In an attempt to avoid the doctor, Tri and I were doing some researching online about how to deal with the flu. We read that drinking ice water is better for bringing down a fever than using wet compresses (because those can make you shiver and actually raise your fever), so I decided to try it out. When his dad saw me drinking chiso paani, “cold water,” he was horrified, and prohibited me from drinking anymore. Anything cold is apparently a big no-no. The next day, at my sickest, I was lying on the couch watching TV, but Tri’s brother quickly told me that doing so would only make my fever worse. I also wasn’t supposed to eat yogurt or greasy food, and oranges and other juice-filled fruits were off-limits as well. Yogurt and fruits are considered to be chiso, or “cold.” Many Nepalis believe that the cold causes sickness, as do things that are thought to cool the body like yogurt and fruit. In fact, I was sitting on a cold concrete step a few weeks ago, and my friend told me I had better get up or I would get diarrhoea.

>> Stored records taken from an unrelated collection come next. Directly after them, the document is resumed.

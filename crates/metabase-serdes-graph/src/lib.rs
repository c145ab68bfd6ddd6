//! Entity reference graph of a Metabase serialization export.
//!
//! ```text
//! ArchiveMember ──► metadata::extract_metadata ──► references::extract_references
//!      (rayon, one member per task, no shared state)
//!                              │
//!                              ▼  archive order
//!            EntityIndex::register / record_reference   (single writer)
//!                              │
//!                              ▼
//!                   EntityIndex::reconcile
//! ```
//!
//! Per-member work runs in parallel; everything that touches the index runs
//! on the calling thread in archive order, so duplicate conflicts and
//! reference lists come out the same on every run.
//!
//! ## Module Organization
//!
//! - `config`: build options
//! - `metadata`: kind and identity of one document
//! - `references`: per-kind reference rules
//! - `index`: the entity index

pub mod config;
pub mod index;
pub mod metadata;
pub mod references;

use rayon::prelude::*;
use serde::{Deserialize, Serialize};
use serde_json::{Map, Value};

use metabase_serdes_model::{
    ArchiveMember, Diagnostic, DiagnosticSummary, EntityId, MemberDocument, MemberKind,
};

pub use config::GraphConfig;
pub use index::{EntityIndex, EntityRecord, Registration, Resolution};
pub use metadata::{
    extract_metadata, ChainLevel, EntityAttributes, EntityMetadata, MetadataOutcome, SkipReason,
};
pub use references::{
    extract_references, rule_for, ExtractedReferences, ExtractionRule, Reference,
    ReferenceSource, TargetScope,
};

#[derive(Debug, thiserror::Error)]
pub enum BuildError {
    #[error("build aborted at `{path}`: {message}")]
    Aborted { path: String, message: String },
}

/// A member left out of the index because it could not be parsed.
#[derive(Debug, Clone, PartialEq, Eq, Serialize, Deserialize)]
pub struct SkippedMember {
    pub path: String,
    pub message: String,
}

#[derive(Debug, Clone, Default, PartialEq, Eq, Serialize, Deserialize)]
pub struct BuildStats {
    pub members: usize,
    pub directories: usize,
    pub skipped: usize,
    pub parse_failures: usize,
    pub entities: usize,
    pub duplicates: usize,
    pub references: usize,
    pub external: usize,
    pub dangling: usize,
}

/// Result of analysing one member, before anything touches the index.
#[derive(Debug)]
enum MemberAnalysis {
    Skipped {
        path: String,
        reason: SkipReason,
    },
    Failed {
        path: String,
        message: String,
    },
    Entity {
        path: String,
        metadata: EntityMetadata,
        extracted: ExtractedReferences,
    },
}

fn analyze_member(member: &ArchiveMember, config: &GraphConfig) -> Result<MemberAnalysis, BuildError> {
    let path = member.path.clone();
    let skipped = |reason: SkipReason| -> Result<MemberAnalysis, BuildError> {
        Ok(MemberAnalysis::Skipped {
            path: member.path.clone(),
            reason,
        })
    };

    match member.kind {
        MemberKind::Directory => return skipped(SkipReason::Directory),
        MemberKind::Other => return skipped(SkipReason::Other),
        MemberKind::File => {}
    }
    if !config.is_yaml(member) {
        return skipped(SkipReason::NotYaml);
    }

    // A blank document still gets a record: an identity synthesized from
    // its path, so two blank documents never collide.
    let blank = Value::Object(Map::new());
    let document: &Value = match &member.document {
        MemberDocument::Parsed(document) => document,
        MemberDocument::Empty => &blank,
        MemberDocument::NotParsed => return skipped(SkipReason::NotYaml),
        MemberDocument::ParseError(message) => {
            if config.fail_fast {
                return Err(BuildError::Aborted {
                    path,
                    message: message.clone(),
                });
            }
            return Ok(MemberAnalysis::Failed {
                path,
                message: message.clone(),
            });
        }
    };

    let metadata = match extract_metadata(&path, document, config) {
        MetadataOutcome::Entity(metadata) => metadata,
        MetadataOutcome::Skip(reason) => return skipped(reason),
    };

    let source = ReferenceSource {
        id: &metadata.id,
        kind: metadata.kind,
        path: &path,
        chain: &metadata.chain,
    };
    let extracted = extract_references(source, document, config);

    Ok(MemberAnalysis::Entity {
        path,
        metadata,
        extracted,
    })
}

/// The built graph: index plus everything reported while building it.
#[derive(Debug, Clone)]
pub struct ExportGraph {
    pub index: EntityIndex,
    pub diagnostics: Vec<Diagnostic>,
    pub skipped: Vec<SkippedMember>,
    pub stats: BuildStats,
    /// Configuration the graph was built with.
    pub config: GraphConfig,
}

impl ExportGraph {
    /// Build the graph from members in archive order.
    ///
    /// Per-member problems become diagnostics. With `fail_fast` set, the first
    /// unparseable member aborts the build and no index is returned.
    pub fn build(members: &[ArchiveMember], config: &GraphConfig) -> Result<Self, BuildError> {
        let analyses: Vec<MemberAnalysis> = if config.parallel {
            members
                .par_iter()
                .map(|member| analyze_member(member, config))
                .collect::<Result<_, _>>()?
        } else {
            members
                .iter()
                .map(|member| analyze_member(member, config))
                .collect::<Result<_, _>>()?
        };

        let mut graph = ExportGraph {
            index: EntityIndex::new(),
            diagnostics: Vec::new(),
            skipped: Vec::new(),
            stats: BuildStats {
                members: members.len(),
                ..BuildStats::default()
            },
            config: config.clone(),
        };

        for analysis in analyses {
            graph.merge(analysis);
        }

        let dangling = graph.index.reconcile(config);
        graph.stats.dangling = dangling.len();
        graph.stats.external = graph.index.placeholders().filter(|r| r.external).count();
        graph.diagnostics.extend(dangling);

        let summary = DiagnosticSummary::of(&graph.diagnostics);
        tracing::info!(
            members = graph.stats.members,
            entities = graph.stats.entities,
            references = graph.stats.references,
            skipped = graph.stats.skipped,
            parse_failures = graph.stats.parse_failures,
            dangling = graph.stats.dangling,
            errors = summary.error_count,
            warnings = summary.warning_count,
            "built entity reference graph"
        );
        if !graph.skipped.is_empty() {
            tracing::warn!(count = graph.skipped.len(), "members skipped for parse errors");
            for skipped in &graph.skipped {
                tracing::warn!(path = %skipped.path, error = %skipped.message, "skipped member");
            }
        }

        Ok(graph)
    }

    fn merge(&mut self, analysis: MemberAnalysis) {
        match analysis {
            MemberAnalysis::Skipped { path, reason } => {
                tracing::debug!(path = %path, reason = ?reason, "member not indexed");
                if reason == SkipReason::Directory {
                    self.stats.directories += 1;
                } else {
                    self.stats.skipped += 1;
                }
            }
            MemberAnalysis::Failed { path, message } => {
                tracing::warn!(path = %path, error = %message, "could not parse member");
                self.stats.parse_failures += 1;
                self.diagnostics.push(Diagnostic::ParseFailure {
                    path: path.clone(),
                    message: message.clone(),
                });
                self.skipped.push(SkippedMember { path, message });
            }
            MemberAnalysis::Entity {
                path,
                metadata,
                extracted,
            } => {
                self.diagnostics.extend(metadata.diagnostics);
                let registration = Registration {
                    id: metadata.id,
                    kind: metadata.kind,
                    model: metadata.model,
                    source_path: path,
                    chain: metadata.chain,
                    attributes: metadata.attributes,
                    synthesized_id: metadata.synthesized_id,
                };

                match self.index.register(registration) {
                    Ok(record) => {
                        tracing::debug!(id = %record.id, kind = %record.kind, "registered entity");
                        self.stats.entities += 1;
                    }
                    Err(conflict) => {
                        tracing::warn!(%conflict, "duplicate entity id");
                        self.stats.duplicates += 1;
                        self.diagnostics.push(conflict);
                        return;
                    }
                }

                self.diagnostics.extend(extracted.diagnostics);
                self.stats.references += extracted.references.len();
                for reference in extracted.references {
                    self.index.record_reference(reference);
                }
            }
        }
    }

    pub fn get(&self, id: &EntityId) -> Option<&EntityRecord> {
        self.index.get_registered(id)
    }

    /// Like [`EntityIndex::resolve`], with configured external ids counted
    /// as external even when nothing in the export references them.
    pub fn resolve(&self, id: &EntityId) -> Resolution {
        match self.index.resolve(id) {
            Resolution::Absent if self.config.is_external(id) => Resolution::External,
            resolution => resolution,
        }
    }

    pub fn incoming(&self, id: &EntityId) -> &[Reference] {
        self.index.incoming(id)
    }

    pub fn outgoing(&self, id: &EntityId) -> &[Reference] {
        self.index.outgoing(id)
    }

    pub fn summary(&self) -> DiagnosticSummary {
        DiagnosticSummary::of(&self.diagnostics)
    }
}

On Sunday night, Tri’s dad brought out a book called “Acupressure: Natural Treatment.” We were looking at the section on “reflexology.” Believer state that each part of the body is linked to a section of the hand and foot, so when a particular point on the limbs is pressed, the associated body part is supposedly stimulated. Here’s a close-up of the hand:

I’m not convinced that this works to heal the internal organs, but I definitely believe that massaging certain pressure points can relieve things like muscle pain and blocked sinuses.

I’ve only mentioned traditions that I know are practised in Kathmandu, but there are many different ethnic groups in Nepal that have different practices surrounding healing. When I was studying here two years ago, I lived with a Sherpa host family in the Dolakha District, and they used a jankri, or “faith healer” to cure the ill. He would burn incense and use a variety of different plants while chanting prayers over the sick.

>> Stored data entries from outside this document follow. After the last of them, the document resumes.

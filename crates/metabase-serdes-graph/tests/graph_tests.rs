//! Graph build E2E tests

use metabase_serdes_graph::*;
use metabase_serdes_ingest::{read_export, ReadOptions};
use metabase_serdes_model::{ArchiveMember, Diagnostic, EntityId, EntityKind, MemberDocument};
use serde_json::{json, Value};
use std::fs;
use tempfile::tempdir;

fn parsed(path: &str, doc: Value) -> ArchiveMember {
    ArchiveMember::parsed(path, doc)
}

fn database(name: &str) -> ArchiveMember {
    parsed(
        &format!("databases/{name}/{name}.yaml"),
        json!({"name": name, "serdes/meta": [{"model": "Database", "id": name}]}),
    )
}

fn table(db: &str, schema: &str, name: &str) -> ArchiveMember {
    parsed(
        &format!("databases/{db}/schemas/{schema}/tables/{name}/{name}.yaml"),
        json!({
            "name": name,
            "db_id": db,
            "serdes/meta": [
                {"model": "Database", "id": db},
                {"model": "Schema", "id": schema},
                {"model": "Table", "id": name},
            ],
        }),
    )
}

fn collection(id: &str, parent: Option<&str>) -> ArchiveMember {
    parsed(
        &format!("collections/{id}/{id}.yaml"),
        json!({
            "name": id,
            "entity_id": id,
            "parent_id": parent,
            "serdes/meta": [{"model": "Collection", "id": id}],
        }),
    )
}

fn card(id: &str, collection: &str, source_table: Value) -> ArchiveMember {
    parsed(
        &format!("collections/{collection}/cards/{id}.yaml"),
        json!({
            "name": id,
            "entity_id": id,
            "collection_id": collection,
            "database_id": "Sample",
            "dataset_query": {"database": "Sample", "query": {"source-table": source_table}},
            "serdes/meta": [{"model": "Card", "id": id}],
        }),
    )
}

fn sample_export() -> Vec<ArchiveMember> {
    vec![
        ArchiveMember::directory("collections"),
        ArchiveMember::file("settings.yaml", MemberDocument::Parsed(json!({"a": 1}))),
        database("Sample"),
        table("Sample", "PUBLIC", "ORDERS"),
        collection("root", None),
        collection("sub", Some("root")),
        card("c1", "sub", json!(["Sample", "PUBLIC", "ORDERS"])),
        card("c2", "sub", json!("c1")),
    ]
}

fn build(members: &[ArchiveMember]) -> ExportGraph {
    ExportGraph::build(members, &GraphConfig::default()).unwrap()
}

// ============================================================================
// Build Tests
// ============================================================================

#[test]
fn test_build_indexes_every_entity() {
    let graph = build(&sample_export());

    assert_eq!(graph.stats.members, 8);
    assert_eq!(graph.stats.directories, 1);
    assert_eq!(graph.stats.skipped, 1);
    assert_eq!(graph.stats.entities, 6);
    assert_eq!(graph.stats.dangling, 0);
    assert!(graph.diagnostics.is_empty(), "{:?}", graph.diagnostics);

    let orders = graph
        .get(&EntityId::path(["Sample", "PUBLIC", "ORDERS"]))
        .unwrap();
    assert_eq!(orders.kind, EntityKind::Table);
    assert_eq!(orders.attributes.name.as_deref(), Some("ORDERS"));

    // The schema level has no document and is external, not dangling.
    assert_eq!(
        graph.resolve(&EntityId::path(["Sample", "PUBLIC"])),
        Resolution::External
    );
}

#[test]
fn test_source_table_routes_by_shape() {
    let graph = build(&sample_export());

    let c1 = graph.outgoing(&EntityId::id("c1"));
    let to_table = c1
        .iter()
        .find(|r| r.label == "dataset_query.query.source-table")
        .unwrap();
    assert!(to_table.target.is_path());
    assert_eq!(
        graph.index.get_by_path(to_table.target.as_path().unwrap()).unwrap().kind,
        EntityKind::Table
    );

    let c2 = graph.outgoing(&EntityId::id("c2"));
    let to_card = c2
        .iter()
        .find(|r| r.label == "dataset_query.query.source-table")
        .unwrap();
    assert_eq!(to_card.target, EntityId::id("c1"));
    assert_eq!(
        graph.index.get_by_id("c1").unwrap().kind,
        EntityKind::Card
    );
}

#[test]
fn test_inbound_reference_round_trip() {
    let graph = build(&sample_export());

    let incoming = graph.incoming(&EntityId::id("root"));
    assert_eq!(incoming.len(), 1);
    assert_eq!(incoming[0].label, "parent_id");
    assert_eq!(incoming[0].source_id, EntityId::id("sub"));
    assert_eq!(incoming[0].source_path, "collections/sub/sub.yaml");
}

#[test]
fn test_dashboard_with_virtual_card_yields_two_references() {
    let dashboard = parsed(
        "collections/root/dashboards/d1.yaml",
        json!({
            "name": "Overview",
            "entity_id": "d1",
            "dashcards": [
                {
                    "card_id": null,
                    "visualization_settings": {"virtual_card": {"display": "text"}, "text": "# Hi"},
                    "parameter_mappings": [],
                },
                {
                    "card_id": "c1",
                    "visualization_settings": {},
                    "parameter_mappings": [{"parameter_id": "p1", "action_id": "a1"}],
                },
            ],
            "serdes/meta": [{"model": "Dashboard", "id": "d1"}],
        }),
    );
    let graph = build(&[dashboard]);

    let refs = graph.outgoing(&EntityId::id("d1"));
    let labels: Vec<&str> = refs.iter().map(|r| r.label.as_str()).collect();
    assert_eq!(
        labels,
        vec![
            "dashboard.dashcards[1].card_id",
            "dashboard.dashcards[1].parameter_mappings[0].action_id",
        ]
    );
    assert_eq!(refs[0].target, EntityId::id("c1"));
    assert_eq!(refs[1].target, EntityId::id("a1"));
}

#[test]
fn test_rebuild_is_identical() {
    let members = sample_export();
    let first = build(&members);
    let second = build(&members);

    let a: Vec<&EntityRecord> = first.index.records().collect();
    let b: Vec<&EntityRecord> = second.index.records().collect();
    assert_eq!(a, b);
    assert_eq!(first.diagnostics, second.diagnostics);
}

#[test]
fn test_serial_and_parallel_builds_agree() {
    let members = sample_export();
    let serial = ExportGraph::build(
        &members,
        &GraphConfig {
            parallel: false,
            ..GraphConfig::default()
        },
    )
    .unwrap();
    let parallel = build(&members);

    assert_eq!(
        serial.index.records().collect::<Vec<_>>(),
        parallel.index.records().collect::<Vec<_>>()
    );
}

// ============================================================================
// Diagnostics Tests
// ============================================================================

#[test]
fn test_duplicate_id_keeps_first_registration() {
    let mut members = sample_export();
    let mut clash = card("c1", "root", json!(["Sample", "PUBLIC", "ORDERS"]));
    clash.path = "collections/root/cards/c1-copy.yaml".to_string();
    members.push(clash);

    let graph = build(&members);
    assert_eq!(graph.stats.duplicates, 1);

    let dup = graph
        .diagnostics
        .iter()
        .find(|d| d.code() == "duplicate_entity_id")
        .unwrap();
    assert!(dup.is_error());
    assert_eq!(
        dup.paths(),
        vec!["collections/sub/cards/c1.yaml", "collections/root/cards/c1-copy.yaml"]
    );

    let c1 = graph.get(&EntityId::id("c1")).unwrap();
    assert_eq!(c1.source_path.as_deref(), Some("collections/sub/cards/c1.yaml"));
    // The losing document contributed no references.
    assert!(graph
        .incoming(&EntityId::id("root"))
        .iter()
        .all(|r| r.source_path != "collections/root/cards/c1-copy.yaml"));
}

#[test]
fn test_missing_target_is_dangling() {
    let members = vec![card("c9", "nowhere", json!(["Sample", "PUBLIC", "ORDERS"]))];
    let graph = build(&members);

    let dangling: Vec<&Diagnostic> = graph
        .diagnostics
        .iter()
        .filter(|d| d.code() == "dangling_reference")
        .collect();
    // collection_id, database_id, dataset_query.database, source-table
    assert_eq!(dangling.len(), 4);
    assert_eq!(graph.resolve(&EntityId::id("nowhere")), Resolution::Dangling);
    assert_eq!(graph.stats.dangling, 4);
}

#[test]
fn test_configured_external_ids_are_not_dangling() {
    let members = vec![card("c9", "nowhere", json!(["Sample", "PUBLIC", "ORDERS"]))];
    let config = GraphConfig {
        external_ids: vec![
            EntityId::id("nowhere"),
            EntityId::id("Sample"),
            EntityId::path(["Sample", "PUBLIC", "ORDERS"]),
        ],
        ..GraphConfig::default()
    };
    let graph = ExportGraph::build(&members, &config).unwrap();
    assert!(graph.diagnostics.is_empty(), "{:?}", graph.diagnostics);
    assert_eq!(graph.stats.external, 3);
}

#[test]
fn test_parse_failures_are_skipped_or_abort() {
    let mut members = sample_export();
    members.push(ArchiveMember::file(
        "collections/broken.yaml",
        MemberDocument::ParseError("did not find expected node content".into()),
    ));

    let graph = build(&members);
    assert_eq!(graph.skipped.len(), 1);
    assert_eq!(graph.skipped[0].path, "collections/broken.yaml");
    assert_eq!(graph.stats.entities, 6);
    assert!(graph
        .diagnostics
        .iter()
        .any(|d| matches!(d, Diagnostic::ParseFailure { .. })));

    let config = GraphConfig {
        fail_fast: true,
        ..GraphConfig::default()
    };
    let err = ExportGraph::build(&members, &config).unwrap_err();
    assert!(err.to_string().contains("collections/broken.yaml"));
}

#[test]
fn test_unknown_kind_is_still_resolvable() {
    let members = vec![
        parsed(
            "pulses/p1.yaml",
            json!({"serdes/meta": [{"model": "Pulse", "id": "p1"}]}),
        ),
        parsed(
            "collections/x.yaml",
            json!({"parent_id": "p1", "serdes/meta": [{"model": "Collection", "id": "x"}]}),
        ),
    ];
    let graph = build(&members);

    assert_eq!(graph.get(&EntityId::id("p1")).unwrap().kind, EntityKind::Unknown);
    assert_eq!(graph.resolve(&EntityId::id("p1")), Resolution::Registered);
    assert!(graph
        .diagnostics
        .iter()
        .all(|d| d.code() == "unknown_entity_kind"));
}

// ============================================================================
// Ingest Tests
// ============================================================================

#[test]
fn test_build_from_extracted_directory() {
    let dir = tempdir().unwrap();
    let root = dir.path().join("export");
    fs::create_dir_all(root.join("collections/root")).unwrap();
    fs::write(root.join("settings.yaml"), "site-name: Metabase\n").unwrap();
    fs::write(
        root.join("collections/root/root.yaml"),
        "name: Root\nentity_id: root\nparent_id: null\nserdes/meta:\n- id: root\n  model: Collection\n",
    )
    .unwrap();
    fs::write(
        root.join("collections/root/timeline.yaml"),
        "name: Launches\ncollection_id: root\nserdes/meta:\n- id: tl1\n  model: Timeline\n",
    )
    .unwrap();

    let members = read_export(&root, &ReadOptions::default()).unwrap();
    let graph = build(&members);

    assert_eq!(graph.stats.entities, 2);
    let incoming = graph.incoming(&EntityId::id("root"));
    assert_eq!(incoming.len(), 1);
    assert_eq!(incoming[0].source_kind, EntityKind::Timeline);
    assert_eq!(incoming[0].source_path, "collections/root/timeline.yaml");
}

#[test]
fn test_blank_documents_get_distinct_synthesized_ids() {
    let members = vec![
        ArchiveMember::file("a/empty.yaml", MemberDocument::Empty),
        ArchiveMember::file("b/empty.yaml", MemberDocument::Empty),
        ArchiveMember::file("settings.yaml", MemberDocument::Empty),
    ];
    let graph = build(&members);

    assert_eq!(graph.stats.entities, 2);
    assert_eq!(graph.stats.duplicates, 0);
    assert_eq!(graph.stats.skipped, 1);

    let records: Vec<&EntityRecord> = graph.index.registered().collect();
    assert_eq!(records.len(), 2);
    assert_ne!(records[0].id, records[1].id);
    assert!(records.iter().all(|r| r.synthesized_id && r.kind == EntityKind::Unknown));

    let missing: Vec<&str> = graph
        .diagnostics
        .iter()
        .filter_map(|d| match d {
            Diagnostic::MissingIdentity { path, .. } => Some(path.as_str()),
            _ => None,
        })
        .collect();
    assert_eq!(missing, vec!["a/empty.yaml", "b/empty.yaml"]);
}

I can’t say that I liked having the flu, but I did learn a lot about Nepali culture this week.


4 thoughts on “Sick in Kathmandu

  1. Your post rings so true! The last time I was in KTM I had a cough from hiking up in the mountains (and probably also from coming back down to smoggy KTM). Even though it was boiling hot P’s mom refused to let me drink anything cold although I was dying for a cool drink of water.

    Sometimes you just want something cold to soothe your throat, or cool you down. Heaven forbid in Nepali culture!

    In the fall I have allergies, and I’ve being trying to explain to P’s mom that every time I sneeze I’m not sick– “You have cold!” she states– but instead I have an allergy from something in the air. I tell her that I start sneezing this time every year, and it doesn’t matter what I do, I will still have it until the allergen in the air goes away. Luckily allergy tablets help to calm the symptoms somewhat, but not convincingly enough of P’s mom who always responses to my, “It’s not a cold, it’s allergies” with “you say.”

  2. I used to be so sick growing up, always had a cough or cold. Never had any soft drinks for the longest time. My friends would tease me saying if I’d drink Coke/Pepsi if they warmed it up for me.